Understandably, the Green Party were even more unhappy with this than were the BBC with his stand on the poll tax, and parted company with him. Icke then showed the full extent of his gullibility by claiming in print that the grand conspiracy was planning to impose a world government, a world bank, a world army, and “a microchipped population connected to a global computer.”

He named these conspirators – which included the Bilderberg Group – as the Illuminati, an alternative name for which is the New World Order. In the late 1970s and early 80s, the only people who used the phrase New World Order in print were right wing “cranks” like Gary Allen and those wicked Nazis and anti-Semites. Now, the whole world is talking about the New World Order, and even its proponents use the phrase openly. And increasingly, David Icke is becoming to look less like a lunatic and more like a prophet, especially now that he has dropped most of his mystical nonsense and begun talking about how money is created and controlled, and what we the people must do to take back control from the private cartel of the Federal Reserve and the world banking system.

It may be some time yet before we all have microchips implanted in the backs of our necks, but the growth of CCTV and other tracking devices including for cars and mobile phones is not a bad substitute for total surveillance. The one bright spot is that if they are constantly watching us, we are watching them too. And they don’t like it!

It is also true that the Insiders don’t have it all their own way. Jimmy Carter was all but unknown when he decided to run for President, the former Governor of Georgia, and a fairly minor politician on the national stage. In 1973, he became a founder member of the Trilateral Commission, and four years later he was sitting in the White House, but as Robert Eringer said in Global Manipulators, once he was there he turned his back on David Rockefeller without whose patronage he would not have won the Presidential race, and for the next four years ran the country using his Georgia Mafia.

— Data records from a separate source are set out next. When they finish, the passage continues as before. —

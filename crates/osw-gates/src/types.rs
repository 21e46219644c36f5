use serde::{Deserialize, Serialize};

#[derive(Clone, Copy, Debug, PartialEq, Eq, Hash, Serialize, Deserialize)]
#[serde(rename_all = "snake_case")]
pub enum GateKind {
    Lint,
    TypeCheck,
    Tests,
    Security,
}

impl GateKind {
    pub const ALL: [GateKind; 4] = [
        GateKind::Lint,
        GateKind::TypeCheck,
        GateKind::Tests,
        GateKind::Security,
    ];

    pub fn name(self) -> &'static str {
        match self {
            GateKind::Lint => "lint",
            GateKind::TypeCheck => "type_check",
            GateKind::Tests => "tests",
            GateKind::Security => "security",
        }
    }
}

#[derive(Clone, Copy, Debug, PartialEq, Eq, PartialOrd, Ord, Serialize, Deserialize)]
#[serde(rename_all = "snake_case")]
pub enum Severity {
    Low,
    Medium,
    High,
}

#[derive(Clone, Debug, PartialEq, Serialize, Deserialize)]
pub struct Finding {
    pub file: String,
    pub line: Option<u64>,
    pub message: String,
    pub severity: Severity,
}

/// Result of one gate run. Produced fresh each invocation; may be written
/// to a report artifact but is never load-bearing across runs.
#[derive(Clone, Debug, Serialize, Deserialize)]
pub struct GateReport {
    pub gate: GateKind,
    pub passed: bool,
    /// The metric compared against the threshold: error count for
    /// lint/type_check, the failing percentage for tests, high-severity
    /// finding count for security.
    pub metric_value: f64,
    pub threshold: f64,
    pub findings: Vec<Finding>,
    pub remediation: Option<String>,
}

impl GateReport {
    pub fn passing(gate: GateKind, metric_value: f64, threshold: f64, findings: Vec<Finding>) -> Self {
        Self { gate, passed: true, metric_value, threshold, findings, remediation: None }
    }

    pub fn failing(
        gate: GateKind,
        metric_value: f64,
        threshold: f64,
        findings: Vec<Finding>,
        remediation: String,
    ) -> Self {
        Self { gate, passed: false, metric_value, threshold, findings, remediation: Some(remediation) }
    }
}

/// Test-runner stats extracted from the tool output.
#[derive(Clone, Debug, Default, PartialEq)]
pub struct TestStats {
    pub passed: u64,
    pub failed: u64,
    pub coverage_percent: Option<f64>,
}

impl TestStats {
    pub fn pass_rate(&self) -> f64 {
        let total = self.passed + self.failed;
        if total == 0 {
            // No tests collected reads as fully passing; the coverage
            // threshold still applies.
            100.0
        } else {
            (self.passed as f64 / total as f64) * 100.0
        }
    }
}
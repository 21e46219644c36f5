use std::collections::HashMap;
use std::sync::Mutex;

use osw_core::{ChangeId, Checkpoint};

use crate::traits::{StatusError, StatusStore};

/// In-memory store for tests. Not durable, but exercises the same trait
/// the orchestrator runs against.
#[derive(Default)]
pub struct MemoryStatusStore {
    inner: Mutex<HashMap<String, Checkpoint>>,
}

impl MemoryStatusStore {
    pub fn new() -> Self {
        Self::default()
    }

    /// Number of saves observed; used to assert checkpoint-per-stage
    /// behavior.
    pub fn len(&self) -> usize {
        self.inner.lock().unwrap().len()
    }

    pub fn is_empty(&self) -> bool {
        self.len() == 0
    }
}

impl StatusStore for MemoryStatusStore {
    fn save(&self, checkpoint: &Checkpoint) -> Result<(), StatusError> {
        self.inner
            .lock()
            .unwrap()
            .insert(checkpoint.change_id.as_str().to_string(), checkpoint.clone());
        Ok(())
    }

    fn load(&self, change_id: &ChangeId) -> Result<Option<Checkpoint>, StatusError> {
        Ok(self.inner.lock().unwrap().get(change_id.as_str()).cloned())
    }

    fn delete(&self, change_id: &ChangeId) -> Result<(), StatusError> {
        self.inner.lock().unwrap().remove(change_id.as_str());
        Ok(())
    }
}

It remains to be seen if the current President will be quite so independent, although so far he has not disappointed. Both Hillary Clinton and Barack Obama attended the 2008 meeting of Bilderberg, which was held in Northern Virginia. They both appear to have tried to pass this off as a heads up meeting between the two then contenders for the Democratic nomination, but word leaked out. Does that mean they were both in the pockets of the New World Order? Hardly. For one thing, Obama made a point about financing his campaign from small donors. And immediately after his albeit controversial authorisation of the execution of Osama Bin Laden, he made it clear that he wants a two-state solution to the long running Israel/Palestine saga, and that he wants it sooner rather than later, and with 1967 borders. And, surprise, surprise, the Zionist lobby, which some claim actually controls America, not only acquiesced without a squeak, they actually applauded him.

This indicates that Obama is not quite the marionette he is made out to be in some quarters, although it remains to be seen if he can deliver on the Middle East as easily as he did on Bin Laden. It may also indicate that in view of the Arab Spring, the Western power elites, including the Bilderberg Group, are re-evaluating their assessment of the true value of Israel in a world where oil supplies are dwindling rapidly, and where the Arabs have the bulk of it while the Jews have none.